As such, it can pretty much name its products however it likes… and Amazon DevOps Guru is a case in point.
Not quite a human yogi, shaman or master of knowledge, this is in fact a fully managed operations service that uses machine learning (ML) so developers can improve application availability.
It works by automatically detecting operational issues and recommending specific actions for remediation.
This technology examines application metrics, logs, events and traces for behaviours that deviate from normal operating patterns.
When Amazon DevOps Guru identifies anomalous application behavior that could cause potential outages or service disruptions, it alerts cloud developers with issue details to help them understand the potential impact and likely causes of the issue, with specific recommendations for remediation.
Developers can use remediation suggestions from Amazon DevOps Guru to reduce time to resolution when issues arise and improve application availability.
There is no manual setup or machine learning expertise required and customers pay only for the data Amazon DevOps Guru analyses.

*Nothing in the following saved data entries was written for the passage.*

pub const MAX_UNIT_LEN: usize = 4;

pub const CONTINUATION_MASK: u8 = 0b1100_0000;
pub const CONTINUATION_TAG: u8 = 0b1000_0000;
pub const CONTINUATION_PAYLOAD: u8 = 0b0011_1111;

pub const ASCII_RANGE: std::ops::RangeInclusive<u8> = 0x00..=0x7F;
pub const LEAD2_RANGE: std::ops::RangeInclusive<u8> = 0xC0..=0xDF;
pub const LEAD3_RANGE: std::ops::RangeInclusive<u8> = 0xE0..=0xEF;
pub const LEAD4_RANGE: std::ops::RangeInclusive<u8> = 0xF0..=0xF7;

pub const LEAD2_PAYLOAD: u8 = 0b0001_1111;
pub const LEAD3_PAYLOAD: u8 = 0b0000_1111;
pub const LEAD4_PAYLOAD: u8 = 0b0000_0111;

/// Smallest value that may be encoded with 2, 3 and 4 bytes.
pub const MIN_VALUE_BY_LEN: [u32; MAX_UNIT_LEN + 1] = [0, 0, 0x80, 0x800, 0x1_0000];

The company says that as more organisations move to cloud-based application deployment and microservice architectures to scale their businesses, applications have become increasingly distributed and developers need more automated practices to maintain application availability and reduce the time and effort spent detecting, debugging and resolving operational issues.
But what causes those downtime operational issues?

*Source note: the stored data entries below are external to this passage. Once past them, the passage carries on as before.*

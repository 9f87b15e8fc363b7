use super::error::Utf16Error;
use super::layout;
use crate::text::rune::Rune;

/// Decodes the UTF-16 unit at the start of `units`.
///
/// Returns the rune and the number of code units it occupies (1 or 2).
///
/// # Examples
/// ```
/// use runeshow_core::text::utf16::decode_unit;
///
/// assert_eq!(decode_unit(&[0xD83D, 0xDCA9]), Ok((0x1F4A9, 2)));
/// assert!(decode_unit(&[0xD83D]).is_err());
/// ```
pub fn decode_unit(units: &[u16]) -> Result<(Rune, usize), Utf16Error> {
    let first = units.first().copied().ok_or(Utf16Error::Empty)?;
    if layout::LOW_SURROGATES.contains(&first) {
        return Err(Utf16Error::UnpairedLow { value: first });
    }
    if !layout::HIGH_SURROGATES.contains(&first) {
        return Ok((Rune::from(first), 1));
    }
    match units.get(1) {
        Some(&second) if layout::LOW_SURROGATES.contains(&second) => {
            let high = u32::from(first & layout::SURROGATE_PAYLOAD);
            let low = u32::from(second & layout::SURROGATE_PAYLOAD);
            let value = layout::SUPPLEMENTARY_BASE + ((high << 10) | low);
            Ok((value as Rune, 2))
        }
        _ => Err(Utf16Error::UnpairedHigh { value: first }),
    }
}
use std::iter::FusedIterator;

use super::error::Utf16Error;
use super::layout;
use super::parser::decode_unit;
use crate::text::rune::{REPLACEMENT_RUNE, Rune};

/// Returns true iff every surrogate in `units` is part of a proper pair.
pub fn is_valid_utf16(units: &[u16]) -> bool {
    char::decode_utf16(units.iter().copied()).all(|decoded| decoded.is_ok())
}

/// Iterates `(code-unit index, rune)` pairs over `units`.
///
/// An unpaired surrogate yields [`REPLACEMENT_RUNE`] and the scan moves on
/// by one code unit.
///
/// # Examples
/// ```
/// use runeshow_core::text::utf16::utf16_positions;
///
/// let pairs: Vec<_> = utf16_positions(&[0x41, 0xD83D, 0xDCA9, 0xD83D]).collect();
/// assert_eq!(pairs, vec![(0, 0x41), (1, 0x1F4A9), (3, 0xFFFD)]);
/// ```
pub fn utf16_positions(units: &[u16]) -> Utf16Positions<'_> {
    Utf16Positions { units, index: 0 }
}

#[derive(Debug, Clone, Copy, PartialEq, Eq)]
pub struct Utf16Step {
    pub index: usize,
    pub rune: Rune,
    pub width: usize,
    pub error: Option<Utf16Error>,
}

#[derive(Debug, Clone)]
pub struct Utf16Positions<'a> {
    units: &'a [u16],
    index: usize,
}

impl Utf16Positions<'_> {
    pub fn next_step(&mut self) -> Option<Utf16Step> {
        let rest = self.units.get(self.index..).filter(|rest| !rest.is_empty())?;
        let step = match decode_unit(rest) {
            Ok((rune, width)) => Utf16Step {
                index: self.index,
                rune,
                width,
                error: None,
            },
            Err(error) => Utf16Step {
                index: self.index,
                rune: REPLACEMENT_RUNE,
                width: 1,
                error: Some(error),
            },
        };
        self.index += step.width;
        Some(step)
    }
}

impl Iterator for Utf16Positions<'_> {
    type Item = (usize, Rune);

    fn next(&mut self) -> Option<Self::Item> {
        self.next_step().map(|step| (step.index, step.rune))
    }

    fn size_hint(&self) -> (usize, Option<usize>) {
        let remaining = self.units.len().saturating_sub(self.index);
        (remaining.div_ceil(2), Some(remaining))
    }
}

impl FusedIterator for Utf16Positions<'_> {}

/// Replaces each unpaired surrogate with U+FFFD, keeping the length.
///
/// # Examples
/// ```
/// use runeshow_core::text::utf16::repair_utf16;
///
/// assert_eq!(repair_utf16(&[0x7C, 0xD83D, 0x7C]), vec![0x7C, 0xFFFD, 0x7C]);
/// ```
pub fn repair_utf16(units: &[u16]) -> Vec<u16> {
    let mut repaired = Vec::with_capacity(units.len());
    let mut positions = utf16_positions(units);
    while let Some(step) = positions.next_step() {
        if step.error.is_some() {
            repaired.push(layout::REPLACEMENT_UNIT);
        } else {
            repaired.extend_from_slice(&units[step.index..step.index + step.width]);
        }
    }
    repaired
}

/// Renders `units` as a `String`, substituting U+FFFD for unpaired surrogates.
pub fn utf16_to_string_lossy(units: &[u16]) -> String {
    char::decode_utf16(units.iter().copied())
        .map(|decoded| decoded.unwrap_or(char::REPLACEMENT_CHARACTER))
        .collect()
}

Application downtime events can be caused by faulty code or config changes, unbalanced container clusters, or resource exhaustion (e.g. CPU, memory, disk, etc.) that inevitably lead to bad experiences and lost revenue.
So what have we been doing traditionally?

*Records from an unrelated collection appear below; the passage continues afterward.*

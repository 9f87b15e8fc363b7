pub const HIGH_SURROGATES: std::ops::RangeInclusive<u16> = 0xD800..=0xDBFF;
pub const LOW_SURROGATES: std::ops::RangeInclusive<u16> = 0xDC00..=0xDFFF;

pub const SURROGATE_PAYLOAD: u16 = 0x03FF;
pub const SUPPLEMENTARY_BASE: u32 = 0x1_0000;

pub const REPLACEMENT_UNIT: u16 = 0xFFFD;
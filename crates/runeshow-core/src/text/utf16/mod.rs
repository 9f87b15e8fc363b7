//! UTF-16 decoding over code-unit slices.
//!
//! Only unpaired surrogates can be malformed here. They are reported the
//! same way as UTF-8 failures: U+FFFD and a single-unit step.

pub mod error;
pub mod layout;
pub mod parser;
pub mod positions;

pub use error::Utf16Error;
pub use parser::decode_unit;
pub use positions::{
    Utf16Positions, Utf16Step, is_valid_utf16, repair_utf16, utf16_positions,
    utf16_to_string_lossy,
};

A lot of work in this area in the past has seen companies invest a considerable amount of developer resources, time and money to deploy multiple monitoring tools (which are often managed separately) and then have to develop and maintain custom alerts for common issues like spikes in load balancer errors or drops in application request rates.
Setting thresholds to identify and alert when application resources are behaving abnormally is difficult to get right, involves manual setup, and requires thresholds that must be continually updated as application usage changes (e.g. an unusually large number of requests during a sales promotion).
If a threshold is set too high, developers don’t see alarms until operational performance is severely impacted. When a threshold is set too low, developers get too many false positives, which they are prone to ignore.
Even when developers get alerted to a potential operational issue, the process of identifying the root cause can still prove difficult. Using existing tools, developers often have difficulty triangulating the root cause of an operational issue from graphs and alarms.
Even when they are able to find the root cause, they are often left without the right information to fix it.
Amazon DevOps Guru’s machine learning models leverage over 20 years of operational expertise in building, scaling, and maintaining highly available applications for Amazon.com.
The ‘guru’ uses a pre-trained machine learning model to identify deviations from an established baseline (e.g. under-provisioned compute capacity, database I/O utilization, memory leaks, etc.).
It also correlates and groups related application and infrastructure metrics (e.g. web application latency spikes, running out of disk space, bad code deployments, etc.) to reduce redundant alarms and help focus users on high-severity issues.
To help resolve issues, Amazon DevOps Guru provides recommendations with remediation steps and integrates with AWS Systems Manager for runbook and collaboration tooling, giving users the ability to more effectively maintain applications and manage infrastructure for their deployments.
Swami Sivasubramanian, vice president of Amazon Machine Learning at AWS says that wth a few clicks in the AWS Management Console, users can enable Amazon DevOps Guru to begin analyzing account and application activity within minutes.
Together with Amazon CodeGuru—a developer tool powered by machine learning that provides intelligent recommendations for improving code quality and identifying an application’s most expensive lines of code—Amazon DevOps Guru provides customers the automated benefits of machine learning for their operational data so that developers can more easily improve application availability and reliability.